§ **Data extracts**:
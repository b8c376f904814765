//! This module contains generic test functions that are completely independent of the actual game.
//! Since those generics aren't instantiated here, there are no actual tests here.
use crate::games::{Color, ColoredPiece, Coordinates, PosHash, Size};
use crate::general::board::Strictness::{Relaxed, Strict};
use crate::general::board::{Board, BoardHelpers, UnverifiedBoard};
use crate::general::moves::ExtendedFormat::{Alternative, Standard};
use crate::general::moves::Legality::Legal;
use crate::general::moves::Move;
use itertools::Itertools;
use num::ToPrimitive;
use proptest::proptest;
use rand::SeedableRng;
use rand::rngs::StdRng;
use std::collections::{HashSet, VecDeque};
use std::marker::PhantomData;

pub struct GenericTests<B: Board> {
    _phantom: PhantomData<B>,
}

impl<B: Board> GenericTests<B> {
    pub fn coordinates_test() {
        let pos = B::default();
        let size = pos.size();
        assert_eq!(size.valid_coordinates().count(), size.num_squares());
        let coords = size.valid_coordinates();
        let mut found_center = false;
        let mut p = B::Unverified::new(pos.clone());
        for coords in coords {
            assert!(size.coordinates_valid(coords));
            assert!(size.check_coordinates(coords).is_ok());
            assert_eq!(size.to_coordinates_unchecked(size.internal_key(coords)), coords);
            let flipped = coords.flip_up_down(size);
            assert_eq!(flipped.flip_up_down(size), coords);
            let flipped = coords.flip_left_right(size);
            assert_eq!(flipped.flip_left_right(size), coords);
            if coords == flipped.flip_up_down(size) {
                assert!(!found_center);
                found_center = true;
            }
            assert_eq!(pos.is_empty(coords), pos.colored_piece_on(coords).color().is_none());
            p.try_remove_piece(coords).unwrap();
        }
        assert_eq!(p.verify(Strict).map_err(|_| ()), B::empty().into().verify(Strict).map_err(|_| ()));
    }

    pub fn long_notation_roundtrip_test() {
        let positions = B::name_to_pos_map();
        for pos in positions {
            let pos = pos.create::<B>();
            for mov in pos.legal_moves_slow() {
                for format in [Standard, Alternative] {
                    println!("{} {pos}", mov.compact_formatter(&pos));
                    let encoded = mov.to_extended_text(&pos, format);
                    let decoded = B::Move::from_extended_text(&encoded, &pos);
                    assert!(decoded.is_ok());
                    assert_eq!(decoded.unwrap(), mov);
                }
            }
        }
    }

    pub fn fen_roundtrip_test() {
        let positions = B::bench_positions();
        for pos in positions {
            assert_eq!(pos, B::from_fen(&pos.as_fen(), Strict).unwrap());
            // FENs might be different after one fen->position->fen roundtrip because the parser can accept more than
            // what's produced as output, but writing a FEN two times should produce the same result.
            assert_eq!(pos.as_fen(), B::from_fen(&pos.as_fen(), Strict).unwrap().as_fen());
        }
    }

    pub fn statistical_hash_test(position: B) {
        let mut hashes = Vec::new();
        let mut queue = VecDeque::new();
        queue.push_back(position);
        let max_queue_len = if cfg!(debug_assertions) { 500_000 } else { 5_000_000 };
        while queue.len() <= max_queue_len && !queue.is_empty() {
            assert!(!queue.is_empty());
            let pos = queue.front().cloned().unwrap();
            let moves = pos.legal_moves_slow();
            _ = queue.pop_front();
            hashes.push(pos.hash_pos());
            for mov in moves {
                queue.push_back(pos.clone().make_move(mov).unwrap());
            }
        }
        for entry in queue {
            hashes.push(entry.hash_pos());
        }
        hashes.sort_by(|a, b| a.0.partial_cmp(&b.0).unwrap());
        hashes = hashes.iter().dedup().copied().collect_vec();
        let num_hashes = hashes.len();
        assert!(num_hashes >= 1_000);
        for shift in 0..64 - 8 {
            let get_bits = |hash: PosHash| (hash.0 >> shift) & 0xff;
            let mut counts = vec![0; 256];
            for hash in &hashes {
                counts[get_bits(*hash) as usize] += 1;
            }
            let expected = hashes.len() / 256;
            let radius = expected.min(expected / 2 + 500_000_000 / (num_hashes * num_hashes));
            for count in counts {
                assert!(count >= expected - radius, "{count} {expected} {shift}");
                assert!(count <= expected + radius);
            }
        }
    }

    fn basic_test() {
        assert!(!B::bench_positions().is_empty());
        for pos in B::bench_positions() {
            let ply = pos.halfmove_ctr_since_start();
            // use a new hash set per position because bench positions can be only one ply away from each other
            let mut hashes = HashSet::new();
            let pos = pos.debug_verify_invariants(Strict).unwrap();
            assert_eq!(B::from_fen(&pos.as_fen(), Strict).unwrap(), pos, "{:?}\n{}", pos, pos.as_fen());
            let hash = pos.hash_pos().0;
            _ = hashes.insert(hash);
            assert_ne!(hash, 0);
            if pos.cannot_call_movegen() {
                // in some bench positions, the game is already won
                continue;
            }
            if B::Move::legality() == Legal {
                assert_eq!(pos.legal_moves_slow().into_iter().count(), pos.pseudolegal_moves().into_iter().count());
            }
            for mov in pos.legal_moves_slow() {
                assert!(pos.is_move_legal(mov));
            }
            for mov in pos.pseudolegal_moves() {
                assert!(pos.is_move_pseudolegal(mov));
                let new_pos = pos.clone().make_move(mov);
                assert_eq!(new_pos.is_some(), pos.is_pseudolegal_move_legal(mov));
                let Some(new_pos) = new_pos else { continue };
                let new_pos = new_pos.debug_verify_invariants(Strict).unwrap();
                assert_eq!(new_pos.active_player().other(), pos.active_player());
                assert_ne!(new_pos.as_fen(), pos.as_fen());

                let roundtrip = B::from_fen(&new_pos.as_fen(), Strict).unwrap();
                let roundtrip = roundtrip.debug_verify_invariants(Strict).unwrap();
                assert_eq!(roundtrip.as_fen(), new_pos.as_fen());
                if !new_pos.cannot_call_movegen() {
                    assert_eq!(
                        roundtrip.legal_moves_slow().into_iter().collect_vec(),
                        new_pos.legal_moves_slow().into_iter().collect_vec()
                    );
                }
                assert_eq!(roundtrip, new_pos);
                assert_eq!(roundtrip.hash_pos(), new_pos.hash_pos());

                assert_ne!(new_pos.hash_pos().0, hash); // Even for null moves, the side to move has changed
                assert_eq!(new_pos.halfmove_ctr_since_start() - ply, 1);
                assert!(!hashes.contains(&new_pos.hash_pos().0));
                _ = hashes.insert(new_pos.hash_pos().0);
            }
        }
    }

    fn unverified_tests() {
        let mut rng = StdRng::seed_from_u64(123);
        for pos in B::bench_positions() {
            let ply = pos.halfmove_ctr_since_start();
            if let Ok(p2) = pos
                .clone()
                .set_ply_since_start(ply.wrapping_add(1))
                .and_then(|p| p.verify(Relaxed))
                .or_else(|_| pos.clone().set_ply_since_start(ply.wrapping_sub(1)).and_then(|p| p.verify(Relaxed)))
            {
                assert_ne!(pos, p2);
                assert_eq!(pos.hash_pos(), p2.hash_pos());
                if let Ok(p2) = p2.set_active_player(pos.active_player().other()).verify(Relaxed) {
                    assert_ne!(pos, p2);
                    assert_ne!(pos.hash_pos(), p2.hash_pos());
                }
            }
            if let Ok(p2) = pos.clone().set_active_player(pos.active_player().other()).verify(Relaxed) {
                assert_ne!(pos, p2);
                assert_ne!(pos.hash_pos(), p2.hash_pos());
            }
            if pos.cannot_call_movegen() {
                continue;
            }
            if let Some(m) = pos.random_legal_move(&mut rng) {
                let p2 = pos.clone().make_move(m).unwrap();
                assert_ne!(p2, pos);
                assert_ne!(p2.hash_pos(), pos.hash_pos());
            }
        }
    }

    pub fn all_tests() {
        Self::basic_test();
        Self::coordinates_test();
        Self::long_notation_roundtrip_test();
        Self::fen_roundtrip_test();
        Self::statistical_hash_test(B::default());
        Self::unverified_tests();
        Self::move_test();
    }

    fn move_test() {
        let num_bits = size_of::<<B::Move as Move<B>>::Underlying>() * 8;
        let max_val = 1 << num_bits.min(32);
        for pos in B::bench_positions() {
            proptest!(|(pattern in 0..max_val)| {
                let p_u64 = pattern as u64;
                let m = B::Move::from_u64_unchecked(p_u64);
                assert_eq!(m.clone().to_underlying().to_u64().unwrap(), p_u64);
                if let Some(m) = m.clone().check_pseudolegal(&pos) {
                    let new_pos = pos.clone().make_move(m);
                    if pos.is_pseudolegal_move_legal(m) {
                        assert!(new_pos.is_some());
                    } else {
                        assert!(new_pos.is_none());
                    }
                }
                // even invalid moves must be able to be printed in this format
                let _text = m.trust_unchecked().compact_formatter(&pos).to_string();
            })
        }
    }
}
/// Builds the `go` command for whichever side is to move, carrying the
/// *true* clocks of both sides (distilled §4.2's `go(our_tc, their_tc,
/// side_to_move)`) rather than reusing the mover's own remaining time for
/// both `wtime` and `btime`.
fn build_go_for(
    driver: &Driver,
    white_to_move: bool,
    white_clock: &Clock,
    black_clock: &Clock,
    config: &EngineConfig,
) -> String {
    let mover_clock = if white_to_move { white_clock } else { black_clock };
    let (wtime, btime) = if mover_clock.tc.is_infinite() {
        (None, None)
    } else if config.fixed_move_time.is_none() {
        (Some(white_clock.remaining), Some(black_clock.remaining))
    } else {
        (None, None)
    };
    driver.build_go(
        wtime,
        btime,
        white_clock.tc.increment,
        black_clock.tc.increment,
        mover_clock.moves_until_reset,
        config.fixed_move_time,
        config.depth,
        config.nodes,
    )
}

/// `player_result_slow` is reported from the active player's point of
/// view; convert it into an absolute white/black result.
fn player_result_to_game_result(result: PlayerResult, board: &Chessboard) -> GameResult {
    let white_to_move = board.active_player().is_first();
    match result {
        PlayerResult::Draw => GameResult::Draw,
        PlayerResult::Win => {
            if white_to_move {
                GameResult::WhiteWin
            } else {
                GameResult::BlackWin
            }
        }
        PlayerResult::Lose => {
            if white_to_move {
                GameResult::BlackWin
            } else {
                GameResult::WhiteWin
            }
        }
    }
}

§ **Exercise directions**:
The expected output is every line of the records in which the string "crate" appears.

§ **Solution to this task**:
use crate::games::{Color, ColoredPiece, Coordinates, PosHash, Size};
use crate::general::board::Strictness::{Relaxed, Strict};
use crate::general::board::{Board, BoardHelpers, UnverifiedBoard};
use crate::general::moves::ExtendedFormat::{Alternative, Standard};
use crate::general::moves::Legality::Legal;
use crate::general::moves::Move;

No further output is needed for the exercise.